Extended Data Figure 5. Supporting data for validation of core enhancers.

a-b, RT-qPCR showing the expression of the cognate genes decreases by enhancer perturbations at DE-36h (a) but mostly restored at DE-72h (b). n=3 independent experiments. Error bars indicate mean ± SD. Statistical analysis was performed by two-tailed unpaired student t-test. Significance is indicated as: *P < 0.05, **P < 0.01, ***P < 0.001 and ****P < 0.0001. n.s.: not significant. c, Illustration of the enhancer deletion experiments that resulted in the GATA6e+9 deletion (del), GATA6e+12 del and GATA6e+9/e+12 double del hESC lines. d, Statistics of SOX17-GFP/CXCR4 double positive cells at DE-72h in WT, GATA6e+9 del, GATA6e+12 del, GATA6e+9/e+12 double del cells, as well as cells with non-targeting control, GATA6e+9 perturbation, GATA6e+12 perturbation and GATA6e+9/GATA6e+12 dual-perturbation. n=3 biological replicates. Error bars indicate mean ± SD. Statistical analysis was performed by two-tailed unpaired multiple comparison test with Dunnett correction. Significance is indicated as: *P < 0.05, **P < 0.01, ***P < 0.001 and ****P < 0.0001. n.s. Not significant. e, Flow plots showing SOX17/GATA6 expression at DE-36h, DE-72h and SOX17-GFP/CXCR4 expression at DE-72h of WT, GATA6e+9 del, GATA6e+12 del, GATA6e+9/e+12 double del.

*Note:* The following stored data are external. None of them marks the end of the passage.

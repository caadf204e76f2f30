//! Adapter for the Gemini multimodal generation API.
//!
//! Builds a `generateContent` request carrying both images inline plus the
//! rendered prompt, with permissive safety thresholds (fashion imagery trips
//! conservative filters constantly, so each harm category blocks only
//! high-severity content). Response parsing is pure and fully normalized
//! into the `GenerationResult` taxonomy.

use async_trait::async_trait;
use serde_json::{json, Value};

use espelho_core::generation::{
    classify_http_failure, to_data_url, FailureKind, GeneratedImage, GenerationFailure,
    GenerationRequest, GenerationResult,
};

use crate::adapter::Provider;

/// Base URL of the Gemini generative language API.
const GEMINI_API_BASE: &str = "https://generativelanguage.googleapis.com/v1beta/models";

/// The four harm categories, each relaxed to block only high-severity content.
const SAFETY_CATEGORIES: [&str; 4] = [
    "HARM_CATEGORY_HARASSMENT",
    "HARM_CATEGORY_HATE_SPEECH",
    "HARM_CATEGORY_SEXUALLY_EXPLICIT",
    "HARM_CATEGORY_DANGEROUS_CONTENT",
];

const SAFETY_THRESHOLD: &str = "BLOCK_ONLY_HIGH";

/// HTTP client for the Gemini generation endpoint.
pub struct GeminiClient {
    client: reqwest::Client,
    api_key: String,
    base_url: String,
}

impl GeminiClient {
    /// Create a new client with the server-held API key.
    pub fn new(api_key: String) -> Self {
        Self {
            client: reqwest::Client::new(),
            api_key,
            base_url: GEMINI_API_BASE.to_string(),
        }
    }

    /// Create a client reusing an existing [`reqwest::Client`] and a custom
    /// base URL (connection pooling, local test servers).
    pub fn with_client(client: reqwest::Client, api_key: String, base_url: String) -> Self {
        Self {
            client,
            api_key,
            base_url,
        }
    }
}

// ---------------------------------------------------------------------------
// Request construction
// ---------------------------------------------------------------------------

/// Build the `generateContent` body: garment image, model image, prompt text,
/// sampling config, and the relaxed safety settings.
pub fn build_request_body(request: &GenerationRequest) -> Value {
    let safety_settings: Vec<Value> = SAFETY_CATEGORIES
        .iter()
        .map(|category| {
            json!({
                "category": category,
                "threshold": SAFETY_THRESHOLD,
            })
        })
        .collect();

    json!({
        "contents": [{
            "parts": [
                {
                    "inlineData": {
                        "mimeType": request.product_image.mime_type,
                        "data": request.product_image.data_b64,
                    }
                },
                {
                    "inlineData": {
                        "mimeType": request.model_image.mime_type,
                        "data": request.model_image.data_b64,
                    }
                },
                { "text": request.prompt },
            ]
        }],
        "generationConfig": {
            "temperature": request.temperature,
            "topK": request.top_k,
            "topP": request.top_p,
            "responseModalities": ["IMAGE", "TEXT"],
        },
        "safetySettings": safety_settings,
    })
}

// ---------------------------------------------------------------------------
// Response parsing
// ---------------------------------------------------------------------------

/// Normalize a 2xx `generateContent` response.
///
/// - No candidates: map `promptFeedback.blockReason` to a block failure.
/// - First candidate finish reason `SAFETY` / `RECITATION`: block failures.
/// - Otherwise scan parts for the first inline image and return it as a
///   data URL.
/// - No image with a non-`STOP` finish reason: provider error citing it.
/// - Text-only reply: empty-response failure carrying the text.
pub fn parse_response(body: &Value) -> GenerationResult {
    let candidates = body
        .get("candidates")
        .and_then(Value::as_array)
        .filter(|c| !c.is_empty());

    let Some(candidates) = candidates else {
        let reason = body
            .pointer("/promptFeedback/blockReason")
            .and_then(Value::as_str);
        return match reason {
            Some(reason) => Err(GenerationFailure::new(
                FailureKind::SafetyBlock,
                format!("A solicitação foi bloqueada pelo provedor ({reason})."),
                false,
            )),
            None => Err(GenerationFailure::new(
                FailureKind::EmptyResponse,
                "O provedor não retornou nenhum candidato.",
                false,
            )),
        };
    };

    let candidate = &candidates[0];
    let finish_reason = candidate.get("finishReason").and_then(Value::as_str);

    match finish_reason {
        Some("SAFETY") => {
            return Err(GenerationFailure::new(
                FailureKind::SafetyBlock,
                "A geração foi bloqueada pelos filtros de segurança. \
                 Ajuste o estilo, as instruções ou as imagens.",
                false,
            ));
        }
        Some("RECITATION") => {
            return Err(GenerationFailure::new(
                FailureKind::CopyrightBlock,
                "A geração foi bloqueada por semelhança com conteúdo protegido.",
                false,
            ));
        }
        _ => {}
    }

    let parts = candidate
        .pointer("/content/parts")
        .and_then(Value::as_array)
        .map(Vec::as_slice)
        .unwrap_or(&[]);

    // First inline image wins.
    for part in parts {
        if let Some(inline) = part.get("inlineData").or_else(|| part.get("inline_data")) {
            let mime = inline
                .get("mimeType")
                .or_else(|| inline.get("mime_type"))
                .and_then(Value::as_str)
                .unwrap_or("image/png");
            if let Some(data) = inline.get("data").and_then(Value::as_str) {
                return Ok(GeneratedImage {
                    data_url: to_data_url(mime, data),
                });
            }
        }
    }

    if let Some(reason) = finish_reason.filter(|r| *r != "STOP") {
        return Err(GenerationFailure::new(
            FailureKind::ProviderError,
            format!("O provedor interrompeu a geração ({reason})."),
            false,
        ));
    }

    // Text-only reply: keep the text for diagnostics.
    let text = parts
        .iter()
        .filter_map(|p| p.get("text").and_then(Value::as_str))
        .collect::<Vec<_>>()
        .join("\n");
    let message = if text.is_empty() {
        "O provedor respondeu sem nenhuma imagem.".to_string()
    } else {
        format!("O provedor respondeu apenas com texto: {text}")
    };
    Err(GenerationFailure::new(
        FailureKind::EmptyResponse,
        message,
        false,
    ))
}

/// Extract `(message, details)` from a Gemini error body, falling back to the
/// raw text when it is not the documented `{"error": {...}}` shape.
fn error_parts(body_text: &str) -> (String, Option<Value>) {
    match serde_json::from_str::<Value>(body_text) {
        Ok(parsed) => {
            let message = parsed
                .pointer("/error/message")
                .and_then(Value::as_str)
                .unwrap_or(body_text)
                .to_string();
            let details = parsed.pointer("/error/details").cloned();
            (message, details)
        }
        Err(_) => (body_text.to_string(), None),
    }
}

// ---------------------------------------------------------------------------
// Provider impl
// ---------------------------------------------------------------------------

#[async_trait]
impl Provider for GeminiClient {
    async fn generate(&self, request: &GenerationRequest) -> GenerationResult {
        let url = format!("{}/{}:generateContent", self.base_url, request.model);
        let body = build_request_body(request);

        let response = self
            .client
            .post(&url)
            .header("x-goog-api-key", &self.api_key)
            .json(&body)
            .send()
            .await
            .map_err(|e| {
                GenerationFailure::new(
                    FailureKind::NetworkError,
                    format!("Falha de rede ao contatar o provedor: {e}"),
                    true,
                )
            })?;

        let status = response.status();
        let text = response.text().await.map_err(|e| {
            GenerationFailure::new(
                FailureKind::NetworkError,
                format!("Falha ao ler a resposta do provedor: {e}"),
                true,
            )
        })?;

        if !status.is_success() {
            let (message, details) = error_parts(&text);
            tracing::warn!(
                status = status.as_u16(),
                model = %request.model,
                "Gemini call failed",
            );
            return Err(classify_http_failure(status.as_u16(), &message, details));
        }

        let parsed: Value = serde_json::from_str(&text).map_err(|e| {
            GenerationFailure::new(
                FailureKind::ProviderError,
                format!("Resposta inesperada do provedor: {e}"),
                false,
            )
        })?;

        parse_response(&parsed)
    }
}

#[cfg(test)]
mod tests {
    use super::*;
    use espelho_core::generation::ImagePayload;

    fn request() -> GenerationRequest {
        GenerationRequest {
            model_image: ImagePayload {
                data_b64: "bW9kZWw=".into(),
                mime_type: "image/jpeg".into(),
            },
            product_image: ImagePayload {
                data_b64: "cHJvZHV0bw==".into(),
                mime_type: "image/jpeg".into(),
            },
            prompt: "try-on prompt".into(),
            model: "gemini-2.5-flash-image".into(),
            temperature: 0.4,
            top_k: 32,
            top_p: 0.95,
        }
    }

    // -- Request body --

    #[test]
    fn body_carries_two_images_and_the_prompt() {
        let body = build_request_body(&request());
        let parts = body.pointer("/contents/0/parts").unwrap().as_array().unwrap();
        assert_eq!(parts.len(), 3);
        assert_eq!(
            parts[0].pointer("/inlineData/data").unwrap(),
            "cHJvZHV0bw=="
        );
        assert_eq!(parts[1].pointer("/inlineData/data").unwrap(), "bW9kZWw=");
        assert_eq!(parts[2]["text"], "try-on prompt");
    }

    #[test]
    fn body_relaxes_all_four_harm_categories() {
        let body = build_request_body(&request());
        let settings = body["safetySettings"].as_array().unwrap();
        assert_eq!(settings.len(), 4);
        for setting in settings {
            assert_eq!(setting["threshold"], "BLOCK_ONLY_HIGH");
        }
    }

    #[test]
    fn body_carries_sampling_config() {
        let body = build_request_body(&request());
        assert_eq!(body.pointer("/generationConfig/temperature").unwrap(), 0.4);
        assert_eq!(body.pointer("/generationConfig/topK").unwrap(), 32);
        assert_eq!(body.pointer("/generationConfig/topP").unwrap(), 0.95);
    }

    // -- Response parsing --

    #[test]
    fn inline_image_part_becomes_data_url() {
        let body = json!({
            "candidates": [{
                "finishReason": "STOP",
                "content": { "parts": [
                    { "text": "here you go" },
                    { "inlineData": { "mimeType": "image/jpeg", "data": "aW1n" } }
                ]}
            }]
        });
        let image = parse_response(&body).unwrap();
        assert_eq!(image.data_url, "data:image/jpeg;base64,aW1n");
    }

    #[test]
    fn no_candidates_with_block_reason_is_safety_block() {
        let body = json!({
            "candidates": [],
            "promptFeedback": { "blockReason": "PROHIBITED_CONTENT" }
        });
        let failure = parse_response(&body).unwrap_err();
        assert_eq!(failure.kind, FailureKind::SafetyBlock);
        assert!(failure.message.contains("PROHIBITED_CONTENT"));
        assert!(!failure.retriable);
    }

    #[test]
    fn safety_finish_reason_is_safety_block() {
        let body = json!({
            "candidates": [{ "finishReason": "SAFETY" }]
        });
        let failure = parse_response(&body).unwrap_err();
        assert_eq!(failure.kind, FailureKind::SafetyBlock);
    }

    #[test]
    fn recitation_finish_reason_is_copyright_block() {
        let body = json!({
            "candidates": [{ "finishReason": "RECITATION" }]
        });
        let failure = parse_response(&body).unwrap_err();
        assert_eq!(failure.kind, FailureKind::CopyrightBlock);
    }

    #[test]
    fn other_finish_reason_without_content_cites_the_reason() {
        let body = json!({
            "candidates": [{ "finishReason": "MAX_TOKENS", "content": { "parts": [] } }]
        });
        let failure = parse_response(&body).unwrap_err();
        assert_eq!(failure.kind, FailureKind::ProviderError);
        assert!(failure.message.contains("MAX_TOKENS"));
    }

    #[test]
    fn text_only_reply_is_empty_response_with_text() {
        let body = json!({
            "candidates": [{
                "finishReason": "STOP",
                "content": { "parts": [{ "text": "I cannot produce that image." }] }
            }]
        });
        let failure = parse_response(&body).unwrap_err();
        assert_eq!(failure.kind, FailureKind::EmptyResponse);
        assert!(failure.message.contains("I cannot produce that image."));
    }

    #[test]
    fn empty_body_is_empty_response() {
        let failure = parse_response(&json!({})).unwrap_err();
        assert_eq!(failure.kind, FailureKind::EmptyResponse);
    }

    // -- Error body extraction --

    #[test]
    fn error_parts_reads_documented_shape() {
        let text = r#"{"error":{"message":"RESOURCE_EXHAUSTED","details":[{"quotaMetric":"x_free_tier"}]}}"#;
        let (message, details) = error_parts(text);
        assert_eq!(message, "RESOURCE_EXHAUSTED");
        assert!(details.unwrap().to_string().contains("free_tier"));
    }

    #[test]
    fn error_parts_falls_back_to_raw_text() {
        let (message, details) = error_parts("plain text error");
        assert_eq!(message, "plain text error");
        assert!(details.is_none());
    }
}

Extended Data Figure 6. Epigenetic features of core enhancers.

Relevant ATAC-seq and ChIP-seq tracks of all 10 selected loci. Yellow boxes highlight the DE core TFs (EOMES, GATA6 and SOX17) bind to DE core enhancers. Genomic coordinates from GRCh38 (human hg38) for each gene are labeled. kb, kilobase.

Extended Data Figure 7. Supporting data for enhancer prediction using CIA model.

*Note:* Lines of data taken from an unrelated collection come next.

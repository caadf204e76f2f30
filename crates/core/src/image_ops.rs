//! Client-image preparation: bounded downscale + JPEG re-encode.
//!
//! Input images are resized to fit within 800×800 before they are sent to a
//! provider, to bound payload size and provider-side cost. Images already
//! inside the bound are re-encoded but never upscaled.

use base64::Engine;
use image::imageops::FilterType;
use image::ImageReader;
use std::io::Cursor;

use crate::error::CoreError;
use crate::generation::ImagePayload;

// ---------------------------------------------------------------------------
// Constants
// ---------------------------------------------------------------------------

/// Longest allowed edge for provider-bound images.
pub const MAX_DIMENSION: u32 = 800;

/// JPEG re-encode quality (0-100, matching canvas quality 0.8).
pub const JPEG_QUALITY: u8 = 80;

/// Mime type of every prepared image.
pub const PREPARED_MIME: &str = "image/jpeg";

// ---------------------------------------------------------------------------
// Dimension math
// ---------------------------------------------------------------------------

/// Compute output dimensions that fit within `max`×`max`.
///
/// Downscale only: dimensions already inside the bound are returned
/// unchanged. Aspect ratio is preserved within rounding; the longer edge of
/// an oversized image lands exactly on `max`.
pub fn fit_within(width: u32, height: u32, max: u32) -> (u32, u32) {
    if width <= max && height <= max {
        return (width, height);
    }
    if width >= height {
        let scaled = (height as f64 * max as f64 / width as f64).round() as u32;
        (max, scaled.max(1))
    } else {
        let scaled = (width as f64 * max as f64 / height as f64).round() as u32;
        (scaled.max(1), max)
    }
}

// ---------------------------------------------------------------------------
// Preparation
// ---------------------------------------------------------------------------

/// Decode raw image bytes, downscale to the provider bound, and re-encode as
/// base64 JPEG.
///
/// Empty or undecodable input is a local validation failure: it is reported
/// before any network call and never reaches a provider.
pub fn prepare_for_generation(bytes: &[u8]) -> Result<ImagePayload, CoreError> {
    if bytes.is_empty() {
        return Err(CoreError::Validation(
            "Imagem vazia ou corrompida. Envie o arquivo novamente.".into(),
        ));
    }

    let img = ImageReader::new(Cursor::new(bytes))
        .with_guessed_format()
        .map_err(|e| CoreError::Validation(format!("Unreadable image data: {e}")))?
        .decode()
        .map_err(|e| CoreError::Validation(format!("Imagem corrompida: {e}")))?;

    let (w, h) = (img.width(), img.height());
    let (tw, th) = fit_within(w, h, MAX_DIMENSION);
    let resized = if (tw, th) == (w, h) {
        img
    } else {
        img.resize_exact(tw, th, FilterType::Lanczos3)
    };

    let mut jpeg = Vec::new();
    let encoder =
        image::codecs::jpeg::JpegEncoder::new_with_quality(Cursor::new(&mut jpeg), JPEG_QUALITY);
    resized
        .into_rgb8()
        .write_with_encoder(encoder)
        .map_err(|e| CoreError::Internal(format!("JPEG encoding failed: {e}")))?;

    Ok(ImagePayload {
        data_b64: base64::engine::general_purpose::STANDARD.encode(&jpeg),
        mime_type: PREPARED_MIME.to_string(),
    })
}

#[cfg(test)]
mod tests {
    use super::*;

    // -- fit_within --

    #[test]
    fn oversized_landscape_longer_edge_hits_max() {
        assert_eq!(fit_within(1600, 900, 800), (800, 450));
    }

    #[test]
    fn oversized_portrait_longer_edge_hits_max() {
        assert_eq!(fit_within(900, 1600, 800), (450, 800));
    }

    #[test]
    fn square_oversized() {
        assert_eq!(fit_within(2000, 2000, 800), (800, 800));
    }

    #[test]
    fn within_bound_unchanged() {
        assert_eq!(fit_within(800, 800, 800), (800, 800));
        assert_eq!(fit_within(640, 480, 800), (640, 480));
        assert_eq!(fit_within(1, 1, 800), (1, 1));
    }

    #[test]
    fn extreme_ratio_never_collapses_to_zero() {
        let (w, h) = fit_within(100_000, 10, 800);
        assert_eq!(w, 800);
        assert!(h >= 1);
    }

    #[test]
    fn aspect_ratio_preserved_within_rounding() {
        let (w, h) = fit_within(1333, 1000, 800);
        let input_ratio = 1333.0 / 1000.0;
        let output_ratio = w as f64 / h as f64;
        assert!((input_ratio - output_ratio).abs() < 0.01);
    }

    // -- prepare_for_generation --

    fn png_bytes(width: u32, height: u32) -> Vec<u8> {
        let img = image::RgbImage::from_pixel(width, height, image::Rgb([120, 80, 200]));
        let mut out = Vec::new();
        image::DynamicImage::ImageRgb8(img)
            .write_to(&mut Cursor::new(&mut out), image::ImageFormat::Png)
            .unwrap();
        out
    }

    fn decoded_dims(payload: &ImagePayload) -> (u32, u32) {
        let bytes = base64::engine::general_purpose::STANDARD
            .decode(&payload.data_b64)
            .unwrap();
        let img = image::load_from_memory(&bytes).unwrap();
        (img.width(), img.height())
    }

    #[test]
    fn large_image_is_downscaled_to_bound() {
        let payload = prepare_for_generation(&png_bytes(1000, 500)).unwrap();
        assert_eq!(payload.mime_type, "image/jpeg");
        assert_eq!(decoded_dims(&payload), (800, 400));
    }

    #[test]
    fn small_image_is_not_upscaled() {
        let payload = prepare_for_generation(&png_bytes(320, 200)).unwrap();
        assert_eq!(decoded_dims(&payload), (320, 200));
    }

    #[test]
    fn empty_input_is_a_validation_error() {
        let err = prepare_for_generation(&[]).unwrap_err();
        assert!(matches!(err, CoreError::Validation(_)));
    }

    #[test]
    fn garbage_input_is_a_validation_error() {
        let err = prepare_for_generation(b"definitely not an image").unwrap_err();
        assert!(matches!(err, CoreError::Validation(_)));
    }
}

a, Hi-C-based and CTCF loop-based chromatin conformation analysis at the GATA6, MIXL1 and EOMES loci. b, Precision-recall plot comparing the performance for prediction of enhancer hits from the screen using different Hi-C datasets. c, Precision-recall plot comparing the performance for prediction of enhancer hits from the screen using CIA model with additional H3K4me1 chromatin feature. d, Bar plot comparing the AUPRC and correlation scores between logistic regression of chromatin feature combination and in CIA model. e, A scatter plot showing the P(in loop) can classify hits (green) and non-hits (grey) more clearly than Hi-C-based enhancer-promoter contact frequency. The size of each dot represents the log2FC of each enhancer from the screen.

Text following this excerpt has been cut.